Re: bitslice client and PPC (maybe 68k too?)

andrew meggs (insect@antennahead.com)
Sun, 15 Jun 1997 21:26:59 -0400


At 4:20 PM -0700 6/15/97, Aaron Whiteman wrote:
>I know there have been several requests for the bitslice client for the
>x86, and the answer has always been no, intel chips suck (well ok maybe im
>being simplistic). Now, its my turn to chime in for my platform... Can
>PPC have bitslice too? :) Or, with Andrews work, would it even be worth
>it?

My assembly version of the original algorithm seems to do a few percentage
points better than the compiler-generated version of the bitslice
algorithm. So right now the current PowerMac client is the best choice for
a PowerMac.

Before people ask, I'll just take on the question: "But what about an
assembly version of bitslice?" After all, the reason the x86 and PPC
clients can do as well as they do without bitslice is because they have
hand-optimized assember in them, so why not optimize the bitslice client
"the same way"? There are a number of reason why that hasn't happened yet.

First of all, optimizing something in assembly isn't a step-by-step process
that makes code run N percent faster.
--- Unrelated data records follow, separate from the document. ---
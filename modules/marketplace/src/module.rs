use std::sync::Arc;

use arc_swap::ArcSwapOption;
use tracing::{debug, info};

use crate::config::MarketplaceConfig;
use crate::contract::client::MarketplaceApi;
use crate::domain::events::MarketplaceEvent;
use crate::domain::ports::EventPublisher;
use crate::domain::service::{Service, ServiceConfig};
use crate::gateways::local::MarketplaceLocalClient;
use crate::infra::events::LogEventPublisher;
use crate::infra::storage::{KeyValueStore, KvRepository};

/// Module root: wires the store adapter and event publisher into the domain
/// service and hands out clients.
#[derive(Default)]
pub struct Marketplace {
    // Keep the domain service behind ArcSwap for cheap read-mostly access.
    service: ArcSwapOption<Service>,
}

impl Clone for Marketplace {
    fn clone(&self) -> Self {
        Self {
            service: ArcSwapOption::new(self.service.load_full()),
        }
    }
}

impl Marketplace {
    /// Load state from `store` with the logging event publisher.
    pub async fn init(
        &self,
        cfg: MarketplaceConfig,
        store: Arc<dyn KeyValueStore>,
    ) -> anyhow::Result<()> {
        self.init_with_events(cfg, store, Arc::new(LogEventPublisher))
            .await
    }

    pub async fn init_with_events(
        &self,
        cfg: MarketplaceConfig,
        store: Arc<dyn KeyValueStore>,
        events: Arc<dyn EventPublisher<MarketplaceEvent>>,
    ) -> anyhow::Result<()> {
        info!("Initializing marketplace module");
        debug!(
            "Loaded marketplace config: seed_demo_projects={}, max_skill_length={}, max_avatar_bytes={}",
            cfg.seed_demo_projects, cfg.max_skill_length, cfg.max_avatar_bytes
        );

        let repo = KvRepository::new(store);
        let service = Service::load(Arc::new(repo), events, ServiceConfig::from(cfg)).await?;

        self.service.store(Some(Arc::new(service)));
        info!("Marketplace service ready");
        Ok(())
    }

    pub fn service(&self) -> anyhow::Result<Arc<Service>> {
        self.service
            .load_full()
            .ok_or_else(|| anyhow::anyhow!("Service not initialized"))
    }

    /// In-process client for the presentation layer.
    pub fn client(&self) -> anyhow::Result<Arc<dyn MarketplaceApi>> {
        Ok(Arc::new(MarketplaceLocalClient::new(self.service()?)))
    }
}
It's more like a black art, and
there's no such thing as "the same way". RISC compilers seem to generate
much better code for bitslice than for Rocke's original algorithm, so from
a cursory examination there appear to be fewer gains to be had by
eliminating the compiler. But that's just from looking at a disassembly; I
haven't even seen the source code.

Second, assembly coding is tedious, and assembly debugging is even more
tedious. The bitslice algorithm is a bigger chunk of code than what we have
now, which means an assembly version would require a bigger amount of both.
Unless I can develop a strategy for getting some serious performance gains
over the compiled version, doing that work wouldn't be worthwhile for me
and a marginal performace increase wouldn't be worth the download for you.
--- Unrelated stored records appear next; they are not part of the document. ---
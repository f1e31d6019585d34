use std::sync::Arc;

use tokio::sync::{Mutex, MutexGuard};
use tracing::{debug, info, instrument};

use crate::config::MarketplaceConfig;
use crate::contract::model::Project;
use crate::domain::catalog::demo_projects;
use crate::domain::error::DomainError;
use crate::domain::events::MarketplaceEvent;
use crate::domain::ports::EventPublisher;
use crate::domain::repo::MarketplaceRepository;
use crate::domain::state::{Account, AppState};

/// Domain service owning the application state.
/// Depends only on the repository and event ports, not on infra types.
///
/// Operations are split by component: `session`, `catalog`, `dashboard`
/// and `profile` each add an `impl Service` block.
#[derive(Clone)]
pub struct Service {
    pub(crate) repo: Arc<dyn MarketplaceRepository>,
    pub(crate) events: Arc<dyn EventPublisher<MarketplaceEvent>>,
    pub(crate) config: ServiceConfig,
    state: Arc<Mutex<AppState>>,
}

/// Configuration for the domain service
#[derive(Debug, Clone)]
pub struct ServiceConfig {
    pub seed_demo_projects: bool,
    pub max_name_length: usize,
    pub max_skill_length: usize,
    pub max_avatar_bytes: usize,
}

impl Default for ServiceConfig {
    fn default() -> Self {
        MarketplaceConfig::default().into()
    }
}

impl From<MarketplaceConfig> for ServiceConfig {
    fn from(cfg: MarketplaceConfig) -> Self {
        Self {
            seed_demo_projects: cfg.seed_demo_projects,
            max_name_length: cfg.max_name_length,
            max_skill_length: cfg.max_skill_length,
            max_avatar_bytes: cfg.max_avatar_bytes,
        }
    }
}

impl Service {
    /// Create a service over an empty state. Nothing is read from the store.
    pub fn new(
        repo: Arc<dyn MarketplaceRepository>,
        events: Arc<dyn EventPublisher<MarketplaceEvent>>,
        config: ServiceConfig,
    ) -> Self {
        Self {
            repo,
            events,
            config,
            state: Arc::new(Mutex::new(AppState::default())),
        }
    }

    /// Startup sequence: load both collections, seed the demo catalog when
    /// enabled and empty, then restore the persisted session.
    #[instrument(name = "marketplace.service.load", skip_all)]
    pub async fn load(
        repo: Arc<dyn MarketplaceRepository>,
        events: Arc<dyn EventPublisher<MarketplaceEvent>>,
        config: ServiceConfig,
    ) -> Result<Self, DomainError> {
        let service = Self::new(repo, events, config);
        {
            let mut state = service.state().await;
            state.accounts = service.repo.load_accounts().await;
            state.projects = service.repo.load_projects().await;
            debug!(
                users = state.accounts.len(),
                projects = state.projects.len(),
                "Loaded stored collections"
            );

            if service.config.seed_demo_projects && state.projects.is_empty() {
                service.commit_projects(&mut state, demo_projects()).await?;
                info!("Seeded demo catalog with {} projects", state.projects.len());
            }
        }

        service.restore_session().await;
        Ok(service)
    }

    pub(crate) async fn state(&self) -> MutexGuard<'_, AppState> {
        self.state.lock().await
    }

    /// Persist `accounts`, then make them the in-memory collection. On a
    /// failed write the state is left as it was.
    pub(crate) async fn commit_accounts(
        &self,
        state: &mut AppState,
        accounts: Vec<Account>,
    ) -> Result<(), DomainError> {
        self.repo
            .save_accounts(&accounts)
            .await
            .map_err(|e| DomainError::persistence(e.to_string()))?;
        state.accounts = accounts;
        Ok(())
    }

    /// Persist `projects`, then make them the in-memory catalog.
    pub(crate) async fn commit_projects(
        &self,
        state: &mut AppState,
        projects: Vec<Project>,
    ) -> Result<(), DomainError> {
        self.repo
            .save_projects(&projects)
            .await
            .map_err(|e| DomainError::persistence(e.to_string()))?;
        state.projects = projects;
        Ok(())
    }
}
Third, Darrell's bitslice implementation is still evolving. The dk003
client for UltraSPARCs has a tighter s-box implementation than the dk002
clients that were released for 32 bit systems, and those are tighter than
the original 64-bit dk001 clients. Once an assembly version was created,
any improvements Darrell made to his source code wouldn't be carried over
to that assembly version. If I spent a couple of days doing an assembly
translation of the dk003 code that got a 30% performance increase and then
he came out with some new ideas and developed dk004 clients that ran 27%
faster without the benefit of assembly, then much of my work would have
been wasted and I might as well start over and try to do an assembly
version of the dk004 code.

Once the bitslice source is finished and stable, assuming we aren't almost
finished with the keyspace I'll take a look at it and see if I have any
ideas about how it could be optimized well enough to make the task
worthwhile. Any word on that, Darrell?

> Also, it was my understanding that the old 68k chips dont have the
>register problems, maybe the bitslice can apply to it as well (even if you
>have to drop the 020 to do it). Is it possible?

Dropping the 020 wouldn't change anything. 68k has more registers, but some
of the same other problems as x86, like a limited set of 2-operand logical
instructions. It would *definitely* require assembly, so on top of all the
reservations expressed above you would have to find someone to do the work.
I can read and write 68k assembly, but I'm definitely not an artist at it.

____________________________________________________________________________
Andrew Meggs, head 3D superfreak Antennahead Industries, Inc.